‘When we shed the disguises that are Georgia and Eliza, and then the skins that are Lola and Tallulah, we are monsters. Fabulous beasts.’
(‘Fabulous Beasts’, 283)

All The Fabulous Beasts, published by Undertow Publications (2018), is the much-anticipated debut short story collection from UK-based speculative fiction author Priya Sharma, who has been writing prize-winning short fiction for over a decade. This collection brings together sixteen tales, infused with darkness, touched with horror, which draw on myth and folklore and introduce us to versions of ourselves and the world that are at once strangely familiar and unsettlingly strange. The collection encapsulates Sharma’s talent in drawing out the macabre nestled within the everyday, of exploring the depths of guilt and regret and the infinite ways we are haunted by the past. The magnetism of her writing lies in its sparse but lyrical style, in the way the ordinary slips so easily into the extra-ordinary, the tender into the realms of the terrifying. Fundamentally, it is Sharma’s fresh explorations of liminality and metamorphosis, and the porous lines between life and death, human and animal, real and surreal which makes her work pulse.

‘I break open the other one. Another girl. This one’s different. She has massive, dark eyes that are too wide set to be normal. There are sparse, matted feathers on her back. Faint scale over her feet.’ (‘The Crow Palace’, 20)

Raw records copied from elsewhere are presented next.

use std::os::unix::io::RawFd;
use std::sync::Arc;
use std::time::Duration;

use parking_lot::Mutex;
use rustc_hash::FxHashMap;

use super::{Interest, Poller, ReadyHandler, TimerTask, Timers};
use crate::error::GpioError;

/// In-memory poller and timer service. Nothing happens on its own: tests
/// simulate kernel deliveries with [`MockReactor::deliver`] and expire timers
/// with [`MockReactor::fire_timers`].
#[derive(Default)]
pub struct MockReactor {
    inner: Mutex<MockState>,
}

#[derive(Debug, Clone, Copy, PartialEq, Eq)]
pub enum PollerOp {
    Add(RawFd, Interest),
    Modify(RawFd, Interest),
    Remove(RawFd),
}

#[derive(Default)]
struct MockState {
    registrations: FxHashMap<RawFd, MockRegistration>,
    ops: Vec<PollerOp>,
    timers: Vec<(Duration, TimerTask)>,
    timers_scheduled: Vec<Duration>,
}

struct MockRegistration {
    interest: Interest,
    armed: bool,
    handler: Arc<dyn ReadyHandler>,
}

impl MockReactor {
    pub fn new() -> Arc<Self> {
        Arc::new(Self::default())
    }

    /// Simulates the kernel reporting an edge on `fd`, armed or not.
    /// Returns whether a handler was registered for it.
    pub fn deliver(&self, fd: RawFd) -> bool {
        self.dispatch(fd, Ok(()))
    }

    pub fn deliver_error(&self, fd: RawFd, message: &str) -> bool {
        self.dispatch(fd, Err(GpioError::Poller(message.to_string())))
    }

    /// Runs every pending timer regardless of its delay. Returns how many ran.
    pub fn fire_timers(&self) -> usize {
        let timers: Vec<_> = std::mem::take(&mut self.inner.lock().timers);
        let count = timers.len();
        for (_, task) in timers {
            task();
        }
        count
    }

    pub fn ops(&self) -> Vec<PollerOp> {
        self.inner.lock().ops.clone()
    }

    pub fn registration(&self, fd: RawFd) -> Option<Interest> {
        self.inner.lock().registrations.get(&fd).map(|r| r.interest)
    }

    pub fn is_registered(&self, fd: RawFd) -> bool {
        self.inner.lock().registrations.contains_key(&fd)
    }

    /// Whether a delivery on `fd` would be reported by a real kernel.
    pub fn is_armed(&self, fd: RawFd) -> bool {
        self.inner
            .lock()
            .registrations
            .get(&fd)
            .is_some_and(|r| r.armed)
    }

    pub fn registered(&self) -> usize {
        self.inner.lock().registrations.len()
    }

    pub fn pending_timers(&self) -> usize {
        self.inner.lock().timers.len()
    }

    /// Delays of every timer scheduled so far, fired or not.
    pub fn timers_scheduled(&self) -> Vec<Duration> {
        self.inner.lock().timers_scheduled.clone()
    }

    fn dispatch(&self, fd: RawFd, readiness: Result<(), GpioError>) -> bool {
        let handler = {
            let mut state = self.inner.lock();
            match state.registrations.get_mut(&fd) {
                Some(reg) => {
                    if reg.interest.oneshot && readiness.is_ok() {
                        reg.armed = false;
                    }
                    reg.handler.clone()
                }
                None => return false,
            }
        };
        handler.on_ready(readiness);
        true
    }
}

impl Poller for MockReactor {
    fn add(
        &self,
        fd: RawFd,
        interest: Interest,
        handler: Arc<dyn ReadyHandler>,
    ) -> Result<(), GpioError> {
        let mut state = self.inner.lock();
        if state.registrations.contains_key(&fd) {
            return Err(GpioError::Poller(format!("fd {fd} already registered")));
        }
        state.registrations.insert(
            fd,
            MockRegistration {
                interest,
                armed: true,
                handler,
            },
        );
        state.ops.push(PollerOp::Add(fd, interest));
        Ok(())
    }

    fn modify(&self, fd: RawFd, interest: Interest) -> Result<(), GpioError> {
        let mut state = self.inner.lock();
        let reg = state
            .registrations
            .get_mut(&fd)
            .ok_or_else(|| GpioError::Poller(format!("fd {fd} not registered")))?;
        reg.interest = interest;
        reg.armed = true;
        state.ops.push(PollerOp::Modify(fd, interest));
        Ok(())
    }

    fn remove(&self, fd: RawFd) -> Result<(), GpioError> {
        let mut state = self.inner.lock();
        state
            .registrations
            .remove(&fd)
            .ok_or_else(|| GpioError::Poller(format!("fd {fd} not registered")))?;
        state.ops.push(PollerOp::Remove(fd));
        Ok(())
    }
}

impl Timers for MockReactor {
    fn schedule(&self, delay: Duration, task: TimerTask) {
        let mut state = self.inner.lock();
        state.timers_scheduled.push(delay);
        state.timers.push((delay, task));
    }
}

The opening story, ‘The Crow Palace’, is a guilt-ridden tale of twins, abandonment, and what it means to be ‘normal’; at its core, it is also an eerie changeling mystery, providing a glimpse into the secret dealings of the Corvidae. Julie, smothered by her father’s anxious affection and the burden of responsibility to her sister, Pippa, who has cerebral palsy, escapes her childhood home, returning years later for her father’s funeral. Though Pippa exhibits unconditional love for her, Julie is haunted by her choices: ‘I’ve abandoned her again and again’ (13). Sharma’s characters are never perfect; instead, she asks us to consider the complexity of emotional truths, regardless of how brutal and unforgiving they are — what it means to be selfish, to choose yourself, to take, or relinquish, responsibility of loved ones. As the story unfolds, we learn of the twin’s mother’s suicide; of the treasure-trove of buttons, coins, metal trinkets and bones, gifts which the crows leave for them in the ‘crow palace’, and the key the magpies have left. In true fairy tale tradition, the key opens a steel box buried deep inside their parent’s closet and reveals secrets of the past. Inside, Julie discovers a pair of eggs, inside them miniature models of two foetal babies, one perfect, the other ‘different’ (20).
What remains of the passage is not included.